== Segment start ==

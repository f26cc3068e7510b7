use super::format::{FIELD_SEPARATOR, PHONE_SEPARATOR};
use super::BookStore;
use crate::book::AddressBook;
use crate::error::Result;

/// In-memory storage for testing and development.
/// Holds the serialized file contents; does NOT persist data.
#[derive(Default)]
pub struct InMemoryStore {
    text: String,
    saves: usize,
}

impl InMemoryStore {
    pub fn new() -> Self {
        Self::default()
    }

    pub fn text(&self) -> &str {
        &self.text
    }

    /// Number of times `save` has been called.
    pub fn saves(&self) -> usize {
        self.saves
    }
}

impl BookStore for InMemoryStore {
    fn load(&self, book: &mut AddressBook) -> Result<()> {
        book.load_str(&self.text)
    }

    fn save(&mut self, book: &AddressBook) -> Result<()> {
        self.text = book.to_text();
        self.saves += 1;
        Ok(())
    }
}

// --- Test Fixtures ---

#[cfg(any(test, feature = "test_utils"))]
pub mod fixtures {
    use super::*;

    pub struct StoreFixture {
        pub store: InMemoryStore,
    }

    impl Default for StoreFixture {
        fn default() -> Self {
            Self::new()
        }
    }

    impl StoreFixture {
        pub fn new() -> Self {
            Self {
                store: InMemoryStore::new(),
            }
        }

        pub fn with_contact(mut self, name: &str, phones: &[&str]) -> Self {
            self.store.text.push_str(name);
            self.store.text.push(FIELD_SEPARATOR);
            self.store.text.push_str(&phones.join(PHONE_SEPARATOR));
            self.store.text.push('\n');
            self
        }
    }
}
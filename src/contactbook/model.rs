//! Contact data types: the two validated fields and the [`Record`] that owns them.

use crate::error::{ContactsError, Result};
use crate::store::format::{FIELD_SEPARATOR, PHONE_SEPARATOR};
use once_cell::sync::Lazy;
use regex::Regex;
use std::fmt;

// ASCII only: `\d` would also accept other Unicode digits.
static PHONE_REGEX: Lazy<Regex> =
    Lazy::new(|| Regex::new(r"^[0-9]{10}$").expect("Failed to compile phone regex"));

/// A contact's display name. Stored verbatim: no trimming, case-sensitive.
///
/// Must be non-empty and free of `;` and line breaks, which the contacts
/// file uses as delimiters.
#[derive(Debug, Clone, PartialEq, Eq, Hash)]
pub struct Name(String);

impl Name {
    pub fn new(name: impl Into<String>) -> Result<Self> {
        let name = name.into();
        if !Self::is_valid(&name) {
            return Err(ContactsError::InvalidName(name));
        }
        Ok(Self(name))
    }

    pub fn is_valid(name: &str) -> bool {
        !name.is_empty() && !name.contains(|c: char| c == FIELD_SEPARATOR || c == '\n' || c == '\r')
    }

    pub fn as_str(&self) -> &str {
        &self.0
    }
}

impl fmt::Display for Name {
    fn fmt(&self, f: &mut fmt::Formatter<'_>) -> fmt::Result {
        write!(f, "{}", self.0)
    }
}

/// A phone number of exactly ten ASCII digits.
///
/// The wrapped value is valid for the whole lifetime of the object:
/// [`PhoneNumber::set_value`] validates before assigning, so a rejected
/// update leaves the previous number in place.
#[derive(Debug, Clone, PartialEq, Eq, Hash)]
pub struct PhoneNumber(String);

impl PhoneNumber {
    pub fn new(raw: impl Into<String>) -> Result<Self> {
        let raw = raw.into();
        Self::validate(&raw)?;
        Ok(Self(raw))
    }

    pub fn set_value(&mut self, raw: impl Into<String>) -> Result<()> {
        let raw = raw.into();
        Self::validate(&raw)?;
        self.0 = raw;
        Ok(())
    }

    pub fn is_valid(raw: &str) -> bool {
        PHONE_REGEX.is_match(raw)
    }

    fn validate(raw: &str) -> Result<()> {
        if Self::is_valid(raw) {
            Ok(())
        } else {
            Err(ContactsError::InvalidFormat)
        }
    }

    pub fn as_str(&self) -> &str {
        &self.0
    }
}

impl fmt::Display for PhoneNumber {
    fn fmt(&self, f: &mut fmt::Formatter<'_>) -> fmt::Result {
        write!(f, "{}", self.0)
    }
}

/// One contact: an immutable name plus an ordered list of distinct phones.
#[derive(Debug, Clone, PartialEq, Eq)]
pub struct Record {
    name: Name,
    phones: Vec<PhoneNumber>,
}

impl Record {
    pub fn new(name: impl Into<String>) -> Result<Self> {
        Ok(Self {
            name: Name::new(name)?,
            phones: Vec::new(),
        })
    }

    pub fn name(&self) -> &Name {
        &self.name
    }

    pub fn phones(&self) -> &[PhoneNumber] {
        &self.phones
    }

    pub fn has_phone(&self, raw: &str) -> bool {
        self.position(raw).is_some()
    }

    pub fn add_phone(&mut self, raw: &str) -> Result<()> {
        let phone = PhoneNumber::new(raw)?;
        if self.has_phone(raw) {
            return Err(ContactsError::DuplicatePhone(raw.to_string()));
        }
        self.phones.push(phone);
        Ok(())
    }

    pub fn remove_phone(&mut self, raw: &str) -> Result<()> {
        let pos = self
            .position(raw)
            .ok_or_else(|| ContactsError::PhoneNotFound(raw.to_string()))?;
        self.phones.remove(pos);
        Ok(())
    }

    /// Replaces `old` with `new` in place, keeping its position.
    ///
    /// Unlike [`Record::add_phone`], `new` is not checked against the other
    /// phones of the record.
    pub fn edit_phone(&mut self, old: &str, new: &str) -> Result<()> {
        let pos = self
            .position(old)
            .ok_or_else(|| ContactsError::PhoneNotFound(old.to_string()))?;
        self.phones[pos].set_value(new)
    }

    pub fn find_phone(&self, raw: &str) -> Result<&PhoneNumber> {
        self.phones
            .iter()
            .find(|p| p.as_str() == raw)
            .ok_or_else(|| ContactsError::PhoneNotFound(raw.to_string()))
    }

    /// Phones in stored order joined with `"; "`.
    pub fn joined_phones(&self) -> String {
        self.phones
            .iter()
            .map(PhoneNumber::as_str)
            .collect::<Vec<_>>()
            .join(PHONE_SEPARATOR)
    }

    fn position(&self, raw: &str) -> Option<usize> {
        self.phones.iter().position(|p| p.as_str() == raw)
    }
}

impl fmt::Display for Record {
    fn fmt(&self, f: &mut fmt::Formatter<'_>) -> fmt::Result {
        write!(
            f,
            "Contact name: {}, phones: {}",
            self.name,
            self.joined_phones()
        )
    }
}

#[cfg(test)]
mod tests {
    use super::*;
    use crate::error::ErrorKind;

    #[test]
    fn accepts_ten_digits() {
        let phone = PhoneNumber::new("0123456789").unwrap();
        assert_eq!(phone.as_str(), "0123456789");
    }

    #[test]
    fn rejects_malformed_phones() {
        for raw in [
            "",
            "012345678",
            "01234567890",
            "012345678a",
            "012-345-6789",
            " 0123456789",
            "0123456789\n",
            "٠١٢٣٤٥٦٧٨٩",
        ] {
            let err = PhoneNumber::new(raw).unwrap_err();
            assert_eq!(err.kind(), ErrorKind::InvalidFormat, "accepted {:?}", raw);
        }
    }

    #[test]
    fn failed_set_value_keeps_previous_number() {
        let mut phone = PhoneNumber::new("0123456789").unwrap();
        assert!(phone.set_value("nope").is_err());
        assert_eq!(phone.as_str(), "0123456789");

        phone.set_value("9999999999").unwrap();
        assert_eq!(phone.as_str(), "9999999999");
    }

    #[test]
    fn name_is_kept_verbatim() {
        let record = Record::new(" Ann ").unwrap();
        assert_eq!(record.name().as_str(), " Ann ");
        assert!(record.phones().is_empty());
    }

    #[test]
    fn rejects_names_the_file_cannot_hold() {
        for raw in ["", "Al;ice", "Alice\n", "Al\rice"] {
            let err = Record::new(raw).unwrap_err();
            assert_eq!(err.kind(), ErrorKind::InvalidName, "accepted {:?}", raw);
        }
        assert!(Name::new("Mary Ann").is_ok());
    }

    #[test]
    fn add_phone_rejects_duplicates() {
        let mut record = Record::new("Alice").unwrap();
        record.add_phone("0123456789").unwrap();

        let err = record.add_phone("0123456789").unwrap_err();
        assert_eq!(err.kind(), ErrorKind::DuplicatePhone);
        assert_eq!(record.phones().len(), 1);
    }

    #[test]
    fn add_phone_validates_before_duplicate_check() {
        let mut record = Record::new("Alice").unwrap();
        let err = record.add_phone("123").unwrap_err();
        assert_eq!(err.kind(), ErrorKind::InvalidFormat);
        assert!(record.phones().is_empty());
    }

    #[test]
    fn remove_phone_removes_only_the_match() {
        let mut record = Record::new("Alice").unwrap();
        record.add_phone("1111111111").unwrap();
        record.add_phone("2222222222").unwrap();
        record.add_phone("3333333333").unwrap();

        record.remove_phone("2222222222").unwrap();
        assert_eq!(record.joined_phones(), "1111111111; 3333333333");

        let err = record.remove_phone("2222222222").unwrap_err();
        assert_eq!(err.kind(), ErrorKind::PhoneNotFound);
        assert_eq!(record.phones().len(), 2);
    }

    #[test]
    fn edit_phone_keeps_position() {
        let mut record = Record::new("Alice").unwrap();
        record.add_phone("1111111111").unwrap();
        record.add_phone("2222222222").unwrap();

        record.edit_phone("1111111111", "9999999999").unwrap();
        assert_eq!(record.joined_phones(), "9999999999; 2222222222");
    }

    #[test]
    fn edit_phone_failures_leave_record_untouched() {
        let mut record = Record::new("Alice").unwrap();
        record.add_phone("1111111111").unwrap();

        let missing = record.edit_phone("0000000000", "9999999999").unwrap_err();
        assert_eq!(missing.kind(), ErrorKind::PhoneNotFound);

        let invalid = record.edit_phone("1111111111", "99").unwrap_err();
        assert_eq!(invalid.kind(), ErrorKind::InvalidFormat);
        assert_eq!(record.joined_phones(), "1111111111");
    }

    #[test]
    fn edit_phone_does_not_check_for_collisions() {
        let mut record = Record::new("Alice").unwrap();
        record.add_phone("1111111111").unwrap();
        record.add_phone("2222222222").unwrap();

        record.edit_phone("1111111111", "2222222222").unwrap();
        assert_eq!(record.joined_phones(), "2222222222; 2222222222");
    }

    #[test]
    fn find_phone_is_exact() {
        let mut record = Record::new("Alice").unwrap();
        record.add_phone("0123456789").unwrap();

        assert_eq!(record.find_phone("0123456789").unwrap().as_str(), "0123456789");
        assert!(record.find_phone("012345678").is_err());
    }

    #[test]
    fn renders_display_line() {
        let mut record = Record::new("Alice").unwrap();
        assert_eq!(record.to_string(), "Contact name: Alice, phones: ");

        record.add_phone("1111111111").unwrap();
        record.add_phone("2222222222").unwrap();
        assert_eq!(
            record.to_string(),
            "Contact name: Alice, phones: 1111111111; 2222222222"
        );
    }
}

== Segment end ==

> [Exercise objective]: Send back the lines of the records word for word, from the very first through the line containing "NOT persist data.".

> [Result]:
repository f26cc3068e7510b7
use super::format::{FIELD_SEPARATOR, PHONE_SEPARATOR};
use super::BookStore;
use crate::book::AddressBook;
use crate::error::Result;

/// In-memory storage for testing and development.
/// Holds the serialized file contents; does NOT persist data.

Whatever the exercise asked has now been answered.